_EXERCISE DETAILS_
Please give back word for word the lines below, from the first one through the one with "const CSV_HEADER: &str".

[Records drawn from a dataset]
★ ★ ★ ★ ★

//! End-to-end import pipeline tests
//!
//! Drive the full orchestrator against an in-memory database and real CSV
//! fixtures on disk, and check the database rows, the run statistics, and
//! the audit log together.

use chrono::{Duration, Utc};
use hogline_common::db::init::create_all_tables;
use hogline_common::db::{Product, ProductType, Season};
use hogline_import::db;
use hogline_import::import::orchestrator::run_import;
use hogline_import::import::stats::ImportRunStats;
use hogline_import::mapping::ItemMapping;
use sqlx::{Row, SqlitePool};
use std::path::PathBuf;
use tempfile::TempDir;
use uuid::Uuid;

const CSV_HEADER: &str = "Order ID,Type,Item Name,User Name,User Email,Curler Name,Curler Email,\
Curler Phone,2nd Member Name,2nd Member Email,2nd Member Phone,Amount,Total,Status,Created";

async fn setup() -> (SqlitePool, Season) {
    let pool = SqlitePool::connect("sqlite::memory:")
        .await
        .expect("Failed to create in-memory database");
    create_all_tables(&pool).await.expect("schema creation failed");

    // A season that is running right now, so imported memberships are live
    let season = Season {
        guid: Uuid::new_v4(),
        name: "2025-2026".to_string(),
        slug: "2025-2026".to_string(),
        start_date: (Utc::now() - Duration::days(60)).date_naive(),
        end_date: (Utc::now() + Duration::days(300)).date_naive(),
        is_current: true,
    };
    db::seasons::insert_season(&pool, &season)
        .await
        .expect("season insert failed");

    let mut active = product(&season, "2025-2026 Membership: Active", 57500);
    active.external_id = Some("cio-mem-active".to_string());
    db::products::insert_product(&pool, &active).await.unwrap();

    let mut couple = product(&season, "2025-2026 Membership: Couple", 85001);
    couple.external_id = Some("cio-mem-couple".to_string());
    db::products::insert_product(&pool, &couple).await.unwrap();

    (pool, season)
}

fn product(season: &Season, name: &str, price_cents: i64) -> Product {
    Product {
        guid: Uuid::new_v4(),
        season_guid: season.guid,
        external_id: None,
        slug: name.to_lowercase().replace([' ', ':'], "-"),
        name: name.to_string(),
        product_type: ProductType::Membership,
        membership_tier: None,
        price_cents,
        is_available: true,
        metadata: serde_json::json!({}),
    }
}

fn write_csv(dir: &TempDir, rows: &[&str]) -> PathBuf {
    let path = dir.path().join("orders.csv");
    let mut content = String::from(CSV_HEADER);
    for row in rows {
        content.push('\n');
        content.push_str(row);
    }
    std::fs::write(&path, content).expect("failed to write CSV fixture");
    path
}

async fn import(pool: &SqlitePool, csv: &PathBuf) -> ImportRunStats {
    run_import(pool, csv, ItemMapping::builtin(), None)
        .await
        .expect("import run failed")
}

async fn membership_count(pool: &SqlitePool) -> i64 {
    sqlx::query_scalar("SELECT COUNT(*) FROM user_products")
        .fetch_one(pool)
        .await
        .unwrap()
}

#[tokio::test]
async fn single_purchase_creates_user_and_active_membership() {
    let (pool, season) = setup().await;
    let dir = TempDir::new().unwrap();
    let csv = write_csv(
        &dir,
        &["1001,Product,2025-2026 Membership: Active,Pat Doe,pat@example.com,Pat Doe,,555-0100,,,,575.00,575.00,Paid,2025-09-15 10:30:00"],
    );

    let stats = import(&pool, &csv).await;

    assert_eq!(stats.total_items, 1);
    assert_eq!(stats.users_created, 1);
    assert_eq!(stats.memberships_created, 1);
    assert_eq!(stats.memberships_updated, 0);
    assert_eq!(stats.couple_memberships, 0);
    assert_eq!(stats.skipped_no_product_match, 0);
    assert!(stats.warnings.is_empty());

    let row = sqlx::query(
        "SELECT status, price_paid_cents, purchase_reference, expires_at \
         FROM user_products LIMIT 1",
    )
    .fetch_one(&pool)
    .await
    .unwrap();
    assert_eq!(row.get::<String, _>("status"), "active");
    assert_eq!(row.get::<i64, _>("price_paid_cents"), 57500);
    assert_eq!(
        row.get::<String, _>("purchase_reference"),
        "curlingio_order_1001"
    );
    assert_eq!(
        row.get::<String, _>("expires_at"),
        season.membership_expiry().to_rfc3339()
    );

    let user_status: String = sqlx::query_scalar(
        "SELECT current_membership_status FROM users WHERE email = 'pat@example.com'",
    )
    .fetch_one(&pool)
    .await
    .unwrap();
    assert_eq!(user_status, "active");

    let log = std::fs::read_to_string(&stats.log_path).unwrap();
    assert!(log.contains("[SUCCESS] line 2"));
    assert!(log.contains("Season: 2025-2026"));
}

#[tokio::test]
async fn rerunning_the_same_file_updates_instead_of_duplicating() {
    let (pool, _season) = setup().await;
    let dir = TempDir::new().unwrap();
    let csv = write_csv(
        &dir,
        &["1001,Product,2025-2026 Membership: Active,Pat Doe,pat@example.com,,,,,,,575.00,575.00,Paid,"],
    );

    let first = import(&pool, &csv).await;
    assert_eq!(first.memberships_created, 1);
    assert_eq!(first.users_created, 1);

    let second = import(&pool, &csv).await;
    assert_eq!(second.memberships_created, 0);
    assert_eq!(second.memberships_updated, 1);
    assert_eq!(second.users_created, 0);

    assert_eq!(membership_count(&pool).await, 1);
    let user_count: i64 = sqlx::query_scalar("SELECT COUNT(*) FROM users")
        .fetch_one(&pool)
        .await
        .unwrap();
    assert_eq!(user_count, 1);

    let reference: String =
        sqlx::query_scalar("SELECT purchase_reference FROM user_products LIMIT 1")
            .fetch_one(&pool)
            .await
            .unwrap();
    assert_eq!(reference, "curlingio_order_1001");
}

#[tokio::test]
async fn malformed_row_is_isolated_with_its_line_number() {
    let (pool, _season) = setup().await;
    let dir = TempDir::new().unwrap();
    let csv = write_csv(
        &dir,
        &[
            "1001,Product,2025-2026 Membership: Active,Pat Doe,pat@example.com,,,,,,,575.00,575.00,Paid,",
            // one column too many
            "1002,Product,2025-2026 Membership: Active,Sam Roe,sam@example.com,,,,,,,575.00,575.00,Paid,,EXTRA",
            "1003,Product,2025-2026 Membership: Active,Lee Park,lee@example.com,,,,,,,575.00,575.00,Paid,",
        ],
    );

    let stats = import(&pool, &csv).await;

    // Header is line 1, so the bad row is line 3
    assert_eq!(stats.total_items, 2);
    assert_eq!(stats.memberships_created, 2);
    assert_eq!(stats.warnings.len(), 1);
    assert!(stats.warnings[0].starts_with("line 3:"), "{:?}", stats.warnings);

    let log = std::fs::read_to_string(&stats.log_path).unwrap();
    assert!(log.contains("[ERROR] line 3"));
    assert!(log.contains("[SUCCESS] line 2"));
    assert!(log.contains("[SUCCESS] line 4"));
}

#[tokio::test]
async fn couple_row_splits_the_price_between_both_members() {
    let (pool, season) = setup().await;
    let dir = TempDir::new().unwrap();
    let csv = write_csv(
        &dir,
        &["2001,Product,2025-2026 Membership: Couple,Pat Doe,pat@example.com,Pat Doe,pat@example.com,,Sam Doe,sam@example.com,555-0101,850.01,850.01,Paid,"],
    );

    let stats = import(&pool, &csv).await;

    assert_eq!(stats.users_created, 2);
    assert_eq!(stats.memberships_created, 2);
    assert_eq!(stats.couple_memberships, 1);

    let memberships = db::memberships::memberships_for_season(&pool, season.guid)
        .await
        .unwrap();
    assert_eq!(memberships.len(), 2);

    let total: i64 = memberships.iter().map(|m| m.price_paid_cents).sum();
    assert_eq!(total, 85001);
    let mut prices: Vec<i64> = memberships.iter().map(|m| m.price_paid_cents).collect();
    prices.sort();
    assert_eq!(prices, vec![42500, 42501]);

    // Each half carries the same purchase reference and points at its partner
    for membership in &memberships {
        assert_eq!(
            membership.purchase_reference.as_deref(),
            Some("curlingio_order_2001")
        );
        let partner = membership.metadata["partner_user_guid"]
            .as_str()
            .expect("partner guid missing");
        let partner_guid = Uuid::parse_str(partner).unwrap();
        assert_ne!(partner_guid, membership.user_guid);
        assert!(memberships.iter().any(|m| m.user_guid == partner_guid));
    }

    // Both members end up active
    for email in ["pat@example.com", "sam@example.com"] {
        let status: String = sqlx::query_scalar(
            "SELECT current_membership_status FROM users WHERE email = ?",
        )
        .bind(email)
        .fetch_one(&pool)
        .await
        .unwrap();
        assert_eq!(status, "active");
    }
}

#[tokio::test]
async fn adjustment_sets_refund_fields_without_touching_status() {
    let (pool, season) = setup().await;
    let dir = TempDir::new().unwrap();
    let csv = write_csv(
        &dir,
        &[
            "3001,Product,2025-2026 Membership: Active,Pat Doe,pat@example.com,,,,,,,575.00,575.00,Paid,",
            "3001,Adjustment,Refund: schedule conflict,Pat Doe,pat@example.com,,,,,,,,-100.00,Refunded,2025-10-01 09:00:00",
        ],
    );

    let stats = import(&pool, &csv).await;

    assert_eq!(stats.total_items, 2);
    assert_eq!(stats.skipped_adjustment, 1);
    assert_eq!(stats.adjustments_applied, 1);
    assert_eq!(stats.adjustments_failed, 0);

    let memberships = db::memberships::memberships_for_season(&pool, season.guid)
        .await
        .unwrap();
    assert_eq!(memberships.len(), 1);
    let membership = &memberships[0];
    assert_eq!(membership.refund_amount_cents, Some(10000));
    assert_eq!(
        membership.refund_reason.as_deref(),
        Some("Refund: schedule conflict")
    );
    assert!(membership.refunded_at.is_some());
    // Refunds do not change the assignment status
    assert_eq!(membership.status.as_str(), "active");

    let log = std::fs::read_to_string(&stats.log_path).unwrap();
    assert!(log.contains("[ADJUSTMENT-APPLIED] line 3"));
}

#[tokio::test]
async fn adjustment_without_a_matching_purchase_is_reported() {
    let (pool, _season) = setup().await;
    let dir = TempDir::new().unwrap();
    let csv = write_csv(
        &dir,
        &["4001,Adjustment,Refund: no such order,Kim Lau,kim@example.com,,,,,,,,-50.00,Refunded,"],
    );

    let stats = import(&pool, &csv).await;

    assert_eq!(stats.skipped_adjustment, 1);
    assert_eq!(stats.adjustments_failed, 1);
    assert_eq!(stats.adjustments_applied, 0);
    assert_eq!(membership_count(&pool).await, 0);

    let log = std::fs::read_to_string(&stats.log_path).unwrap();
    assert!(log.contains("[ADJUSTMENT-FAILED] line 2"));
}

#[tokio::test]
async fn unmatched_items_are_tallied_for_the_operator() {
    let (pool, _season) = setup().await;
    let dir = TempDir::new().unwrap();
    let csv = write_csv(
        &dir,
        &[
            "5001,Product,Mystery Raffle Ticket,Pat Doe,pat@example.com,,,,,,,12.00,12.00,Paid,",
            "5002,Product,Mystery Raffle Ticket,Sam Roe,sam@example.com,,,,,,,12.00,12.00,Paid,",
        ],
    );

    let stats = import(&pool, &csv).await;

    assert_eq!(stats.skipped_no_product_match, 2);
    assert_eq!(stats.memberships_created, 0);
    assert_eq!(membership_count(&pool).await, 0);

    let unmatched = stats.unmatched_products();
    assert_eq!(unmatched.len(), 1);
    assert_eq!(unmatched[0].item_name, "Mystery Raffle Ticket");
    assert_eq!(unmatched[0].price_cents, 1200);
    assert_eq!(unmatched[0].count, 2);
    assert_eq!(unmatched[0].sample_order_ids, vec!["5001", "5002"]);

    let log = std::fs::read_to_string(&stats.log_path).unwrap();
    assert!(log.contains("[SKIP-NO-PRODUCT] line 2"));
    assert!(log.contains("[SKIP-NO-PRODUCT] line 3"));
}

#[tokio::test]
async fn blank_rows_are_skipped_silently() {
    let (pool, _season) = setup().await;
    let dir = TempDir::new().unwrap();
    let csv = write_csv(
        &dir,
        &[
            "1001,Product,2025-2026 Membership: Active,Pat Doe,pat@example.com,,,,,,,575.00,575.00,Paid,",
            ",,,,,,,,,,,,,,",
        ],
    );

    let stats = import(&pool, &csv).await;

    assert_eq!(stats.total_items, 1);
    assert!(stats.warnings.is_empty());
    assert_eq!(stats.memberships_created, 1);
}

#[tokio::test]
async fn import_without_a_current_season_fails_fast() {
    let pool = SqlitePool::connect("sqlite::memory:")
        .await
        .expect("Failed to create in-memory database");
    create_all_tables(&pool).await.unwrap();

    let dir = TempDir::new().unwrap();
    let csv = write_csv(
        &dir,
        &["1001,Product,2025-2026 Membership: Active,Pat Doe,pat@example.com,,,,,,,575.00,575.00,Paid,"],
    );

    let err = run_import(&pool, &csv, ItemMapping::builtin(), None)
        .await
        .expect_err("import must fail without a current season");
    assert!(err.to_string().contains("no current season"));
    assert_eq!(membership_count(&pool).await, 0);
}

★ ★ ★ ★ ★

_ANSWER SECTION_
//! End-to-end import pipeline tests
//!
//! Drive the full orchestrator against an in-memory database and real CSV
//! fixtures on disk, and check the database rows, the run statistics, and
//! the audit log together.

use chrono::{Duration, Utc};
use hogline_common::db::init::create_all_tables;
use hogline_common::db::{Product, ProductType, Season};
use hogline_import::db;
use hogline_import::import::orchestrator::run_import;
use hogline_import::import::stats::ImportRunStats;
use hogline_import::mapping::ItemMapping;
use sqlx::{Row, SqlitePool};
use std::path::PathBuf;
use tempfile::TempDir;
use uuid::Uuid;

const CSV_HEADER: &str = "Order ID,Type,Item Name,User Name,User Email,Curler Name,Curler Email,\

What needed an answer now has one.